Task: Write out the records word for word.

Material for the task:
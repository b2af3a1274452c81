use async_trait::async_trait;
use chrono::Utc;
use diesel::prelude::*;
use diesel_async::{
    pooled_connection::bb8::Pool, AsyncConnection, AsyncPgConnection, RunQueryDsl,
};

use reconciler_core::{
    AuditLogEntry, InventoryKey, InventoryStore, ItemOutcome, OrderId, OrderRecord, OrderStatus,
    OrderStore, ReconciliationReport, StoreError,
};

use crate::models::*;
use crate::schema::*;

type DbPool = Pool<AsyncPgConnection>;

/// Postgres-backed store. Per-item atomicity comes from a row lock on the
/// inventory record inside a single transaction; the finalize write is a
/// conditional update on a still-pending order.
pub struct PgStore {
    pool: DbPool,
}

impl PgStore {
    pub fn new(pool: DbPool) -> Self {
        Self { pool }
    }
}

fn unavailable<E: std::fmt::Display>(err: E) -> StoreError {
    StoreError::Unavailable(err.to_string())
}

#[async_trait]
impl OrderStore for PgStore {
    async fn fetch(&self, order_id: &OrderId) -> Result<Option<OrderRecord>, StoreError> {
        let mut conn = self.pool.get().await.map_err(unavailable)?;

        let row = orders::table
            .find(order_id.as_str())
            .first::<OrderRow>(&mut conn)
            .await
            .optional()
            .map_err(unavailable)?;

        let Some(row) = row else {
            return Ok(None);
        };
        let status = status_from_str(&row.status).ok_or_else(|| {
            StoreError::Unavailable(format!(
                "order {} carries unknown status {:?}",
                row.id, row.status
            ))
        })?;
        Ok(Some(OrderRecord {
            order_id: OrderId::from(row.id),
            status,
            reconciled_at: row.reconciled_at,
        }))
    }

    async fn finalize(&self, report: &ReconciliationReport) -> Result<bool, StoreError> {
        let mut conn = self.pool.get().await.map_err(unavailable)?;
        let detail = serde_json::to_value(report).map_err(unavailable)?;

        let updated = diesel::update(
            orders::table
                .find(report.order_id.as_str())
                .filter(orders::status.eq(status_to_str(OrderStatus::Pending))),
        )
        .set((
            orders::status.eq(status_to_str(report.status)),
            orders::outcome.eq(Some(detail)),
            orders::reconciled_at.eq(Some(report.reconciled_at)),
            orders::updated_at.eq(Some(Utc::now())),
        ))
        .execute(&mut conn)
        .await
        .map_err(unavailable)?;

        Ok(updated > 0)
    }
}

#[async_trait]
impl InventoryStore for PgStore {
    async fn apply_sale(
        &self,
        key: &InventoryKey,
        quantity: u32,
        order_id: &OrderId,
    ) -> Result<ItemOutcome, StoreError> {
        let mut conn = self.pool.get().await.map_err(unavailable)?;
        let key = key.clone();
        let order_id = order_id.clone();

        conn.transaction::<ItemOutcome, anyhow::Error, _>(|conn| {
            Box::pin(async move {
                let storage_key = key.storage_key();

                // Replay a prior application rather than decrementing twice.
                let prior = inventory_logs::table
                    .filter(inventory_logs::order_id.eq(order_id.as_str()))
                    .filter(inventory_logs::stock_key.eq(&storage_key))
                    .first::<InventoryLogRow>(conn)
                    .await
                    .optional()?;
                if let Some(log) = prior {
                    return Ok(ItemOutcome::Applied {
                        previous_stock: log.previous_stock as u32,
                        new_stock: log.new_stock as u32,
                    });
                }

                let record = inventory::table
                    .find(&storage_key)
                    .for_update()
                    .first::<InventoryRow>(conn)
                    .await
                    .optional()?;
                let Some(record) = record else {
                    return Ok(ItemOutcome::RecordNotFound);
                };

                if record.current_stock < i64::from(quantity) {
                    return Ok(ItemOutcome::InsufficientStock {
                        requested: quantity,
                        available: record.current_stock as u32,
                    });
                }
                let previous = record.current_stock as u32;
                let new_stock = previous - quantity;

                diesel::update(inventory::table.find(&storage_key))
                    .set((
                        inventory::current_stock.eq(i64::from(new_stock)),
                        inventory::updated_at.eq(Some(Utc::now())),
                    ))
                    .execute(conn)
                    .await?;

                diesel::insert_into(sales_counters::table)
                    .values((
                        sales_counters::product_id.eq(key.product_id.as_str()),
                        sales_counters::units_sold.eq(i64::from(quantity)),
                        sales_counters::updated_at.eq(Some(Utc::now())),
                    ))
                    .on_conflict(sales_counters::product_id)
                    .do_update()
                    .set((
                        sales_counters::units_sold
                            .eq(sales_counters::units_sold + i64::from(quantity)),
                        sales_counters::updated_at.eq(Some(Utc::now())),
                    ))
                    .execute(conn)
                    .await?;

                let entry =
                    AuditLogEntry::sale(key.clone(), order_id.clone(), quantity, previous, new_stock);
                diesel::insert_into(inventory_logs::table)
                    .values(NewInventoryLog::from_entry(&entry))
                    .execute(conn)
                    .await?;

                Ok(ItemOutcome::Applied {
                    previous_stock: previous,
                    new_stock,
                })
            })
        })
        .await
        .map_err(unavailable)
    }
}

Answer section:
repository b2af3a1274452c81
use async_trait::async_trait;
use chrono::Utc;
use diesel::prelude::*;
use diesel_async::{
    pooled_connection::bb8::Pool, AsyncConnection, AsyncPgConnection, RunQueryDsl,
};

use reconciler_core::{
    AuditLogEntry, InventoryKey, InventoryStore, ItemOutcome, OrderId, OrderRecord, OrderStatus,
    OrderStore, ReconciliationReport, StoreError,
};

use crate::models::*;
use crate::schema::*;

type DbPool = Pool<AsyncPgConnection>;

/// Postgres-backed store. Per-item atomicity comes from a row lock on the
/// inventory record inside a single transaction; the finalize write is a
/// conditional update on a still-pending order.
pub struct PgStore {
    pool: DbPool,
}

impl PgStore {
    pub fn new(pool: DbPool) -> Self {
        Self { pool }
    }
}

fn unavailable<E: std::fmt::Display>(err: E) -> StoreError {
    StoreError::Unavailable(err.to_string())
}

#[async_trait]
impl OrderStore for PgStore {
    async fn fetch(&self, order_id: &OrderId) -> Result<Option<OrderRecord>, StoreError> {
        let mut conn = self.pool.get().await.map_err(unavailable)?;

        let row = orders::table
            .find(order_id.as_str())
            .first::<OrderRow>(&mut conn)
            .await
            .optional()
            .map_err(unavailable)?;

        let Some(row) = row else {
            return Ok(None);
        };
        let status = status_from_str(&row.status).ok_or_else(|| {
            StoreError::Unavailable(format!(
                "order {} carries unknown status {:?}",
                row.id, row.status
            ))
        })?;
        Ok(Some(OrderRecord {
            order_id: OrderId::from(row.id),
            status,
            reconciled_at: row.reconciled_at,
        }))
    }

    async fn finalize(&self, report: &ReconciliationReport) -> Result<bool, StoreError> {
        let mut conn = self.pool.get().await.map_err(unavailable)?;
        let detail = serde_json::to_value(report).map_err(unavailable)?;

        let updated = diesel::update(
            orders::table
                .find(report.order_id.as_str())
                .filter(orders::status.eq(status_to_str(OrderStatus::Pending))),
        )
        .set((
            orders::status.eq(status_to_str(report.status)),
            orders::outcome.eq(Some(detail)),
            orders::reconciled_at.eq(Some(report.reconciled_at)),
            orders::updated_at.eq(Some(Utc::now())),
        ))
        .execute(&mut conn)
        .await
        .map_err(unavailable)?;

        Ok(updated > 0)
    }
}

#[async_trait]
impl InventoryStore for PgStore {
    async fn apply_sale(
        &self,
        key: &InventoryKey,
        quantity: u32,
        order_id: &OrderId,
    ) -> Result<ItemOutcome, StoreError> {
        let mut conn = self.pool.get().await.map_err(unavailable)?;
        let key = key.clone();
        let order_id = order_id.clone();

        conn.transaction::<ItemOutcome, anyhow::Error, _>(|conn| {
            Box::pin(async move {
                let storage_key = key.storage_key();

                // Replay a prior application rather than decrementing twice.
                let prior = inventory_logs::table
                    .filter(inventory_logs::order_id.eq(order_id.as_str()))
                    .filter(inventory_logs::stock_key.eq(&storage_key))
                    .first::<InventoryLogRow>(conn)
                    .await
                    .optional()?;
                if let Some(log) = prior {
                    return Ok(ItemOutcome::Applied {
                        previous_stock: log.previous_stock as u32,
                        new_stock: log.new_stock as u32,
                    });
                }

                let record = inventory::table
                    .find(&storage_key)
                    .for_update()
                    .first::<InventoryRow>(conn)
                    .await
                    .optional()?;
                let Some(record) = record else {
                    return Ok(ItemOutcome::RecordNotFound);
                };

                if record.current_stock < i64::from(quantity) {
                    return Ok(ItemOutcome::InsufficientStock {
                        requested: quantity,
                        available: record.current_stock as u32,
                    });
                }
                let previous = record.current_stock as u32;
                let new_stock = previous - quantity;

                diesel::update(inventory::table.find(&storage_key))
                    .set((
                        inventory::current_stock.eq(i64::from(new_stock)),
                        inventory::updated_at.eq(Some(Utc::now())),
                    ))
                    .execute(conn)
                    .await?;

                diesel::insert_into(sales_counters::table)
                    .values((
                        sales_counters::product_id.eq(key.product_id.as_str()),
                        sales_counters::units_sold.eq(i64::from(quantity)),
                        sales_counters::updated_at.eq(Some(Utc::now())),
                    ))
                    .on_conflict(sales_counters::product_id)
                    .do_update()
                    .set((
                        sales_counters::units_sold
                            .eq(sales_counters::units_sold + i64::from(quantity)),
                        sales_counters::updated_at.eq(Some(Utc::now())),
                    ))
                    .execute(conn)
                    .await?;

                let entry =
                    AuditLogEntry::sale(key.clone(), order_id.clone(), quantity, previous, new_stock);
                diesel::insert_into(inventory_logs::table)
                    .values(NewInventoryLog::from_entry(&entry))
                    .execute(conn)
                    .await?;

                Ok(ItemOutcome::Applied {
                    previous_stock: previous,
                    new_stock,
                })
            })
        })
        .await
        .map_err(unavailable)
    }
}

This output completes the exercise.